Któregoś dnia znajdujesz się w zupełnie nowym miejscu. Nic nie mówią Ci przedziwne nazwy ulic, ławki nie zaznały jeszcze Twego ciężaru. Chodniki nie pamiętają Twoich kroków. Wychodzisz z pociągu i ruszasz za tłumem. Wszystko jest obce i smutne. Przeglądasz rozkład autobusów, pytasz ludzi o drogę i obserwujesz wszystko wokół. Zaczynasz zastanawiać się, dlaczego postanowiłeś opuścić bezpieczną przystań i ruszyć na poszukiwanie Nowego.

 

Mieszkasz tutaj miesiąc, dwa. Znasz już miasto na tyle, by nie zgubić się, idąc do sklepu. Zaczynasz orientować się nawet, gdzie kupić świeże bułki na śniadanie, a gdzie wypić najlepszą kawę. Ale twarze ludzi wciąż są obce. Nikt nie zagadnie Cię, co słychać.

 

A kiedy mija pół roku, rok - miejsce już Cię do siebie przyjęło. Nawet kiedy się zamyślisz, droga sama prowadzi do celu. Masz już nawet ławkę, na której przesiadujesz, gdy oczy chcą się pocić. Znasz każde miejsce i ono zna Ciebie. Gdy wchodzisz coś zjeść po pracy, kelner uśmiecha się promiennie i pyta: to co zawsze?
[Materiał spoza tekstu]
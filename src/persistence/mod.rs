//! Save/load persistence
//!
//! Features:
//! - Session snapshots as pretty JSON
//! - Field-tolerant loading (bad fields keep their current value)
//! - Write to a temp file, then rename over the target
//! - Per-path locking so a save and a load never interleave

pub mod lock;
pub mod notes;
pub mod snapshot;

pub use lock::PathLocks;
pub use notes::NoteBuffer;
pub use snapshot::{LoadedSnapshot, SessionSnapshot};

use std::fs;
use std::io::{self, ErrorKind};
use std::path::{Path, PathBuf};

use crate::appearance::Appearance;
use crate::error::{NotebookError, Result};
use crate::session::SessionModel;

/// Moves session state and notes between memory and disk.
///
/// Holds no session data of its own, only the lock table.
#[derive(Debug, Default)]
pub struct PersistenceGateway {
    locks: PathLocks,
}

impl PersistenceGateway {
    pub fn new() -> Self {
        Self::default()
    }

    /// Write `model` and `appearance` to `path`
    pub fn save_snapshot(
        &self,
        model: &SessionModel,
        appearance: &Appearance,
        path: impl AsRef<Path>,
    ) -> Result<()> {
        let path = path.as_ref();
        let json = SessionSnapshot::capture(model, appearance)
            .to_json_pretty()
            .map_err(|e| encode_error(path, e))?;

        let lock = self.locks.lock_for(path);
        lock::with_lock(&lock, || write_replace(path, json.as_bytes()))?;
        log::info!(
            "Session saved to {} ({} bodies)",
            path.display(),
            model.bodies().len()
        );
        Ok(())
    }

    /// Read a session file.
    ///
    /// Fails only when the file cannot be read or is not a JSON object; the
    /// caller's state is untouched in that case.
    pub fn load_snapshot(&self, path: impl AsRef<Path>) -> Result<LoadedSnapshot> {
        let path = path.as_ref();
        let lock = self.locks.lock_for(path);
        let text = lock::with_lock(&lock, || fs::read_to_string(path))
            .map_err(|e| NotebookError::io(path, e))?;
        let loaded = LoadedSnapshot::from_json(&text).map_err(|e| NotebookError::parse(path, e))?;
        log::info!("Session loaded from {}", path.display());
        Ok(loaded)
    }

    /// Overwrite the notes file with `text`
    pub fn save_notes(&self, text: &str, path: impl AsRef<Path>) -> Result<()> {
        let path = path.as_ref();
        let lock = self.locks.lock_for(path);
        lock::with_lock(&lock, || write_replace(path, text.as_bytes()))?;
        log::debug!("Notes saved to {} ({} bytes)", path.display(), text.len());
        Ok(())
    }

    /// Whole notes file, or an empty buffer if it does not exist yet
    pub fn load_notes(&self, path: impl AsRef<Path>) -> Result<String> {
        let path = path.as_ref();
        let lock = self.locks.lock_for(path);
        match lock::with_lock(&lock, || fs::read_to_string(path)) {
            Ok(text) => Ok(text),
            Err(e) if e.kind() == ErrorKind::NotFound => {
                log::debug!("No notes at {}, starting empty", path.display());
                Ok(String::new())
            }
            Err(e) => Err(NotebookError::io(path, e)),
        }
    }
}

/// A snapshot that cannot be encoded is a failed write, not a malformed file
fn encode_error(path: &Path, source: serde_json::Error) -> NotebookError {
    NotebookError::io(path, io::Error::other(source))
}

/// Sibling temp file used while writing `path`
fn temp_path(path: &Path) -> PathBuf {
    let mut name = path.file_name().unwrap_or_default().to_os_string();
    name.push(".tmp");
    path.with_file_name(name)
}

/// Write to a temp file and rename it over `path`, so a failed write leaves
/// the previous contents intact
fn write_replace(path: &Path, bytes: &[u8]) -> Result<()> {
    let tmp = temp_path(path);
    fs::write(&tmp, bytes).map_err(|e| NotebookError::io(&tmp, e))?;
    if let Err(e) = fs::rename(&tmp, path) {
        let _ = fs::remove_file(&tmp);
        return Err(NotebookError::io(path, e));
    }
    Ok(())
}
To znak, że jesteś już u siebie

 

I wtedy postanawiasz opuścić to miejsce, bo znowu czujesz, że gdzieś może być lepiej. Że choć znasz każdą uliczkę, sklepik, ławkę i park, to może gdzieś czekają na Ciebie nowe przygody. I znowu ruszasz w drogę. Znowu jesteś obcy. Znowu idąc chodnikiem zastanawiasz się, dlaczego opuściłeś to bezpieczne dla Ciebie miejsce. Ale na te pytania nie znajdujesz odpowiedzi. Bo coś pcha Cię i ciągnie, bo jakiś niepokój w Twojej głowie mówi: musisz iść dalej, nie zatrzymuj się, jeszcze nie czas, to nie tutaj. Idź. Więc idziesz.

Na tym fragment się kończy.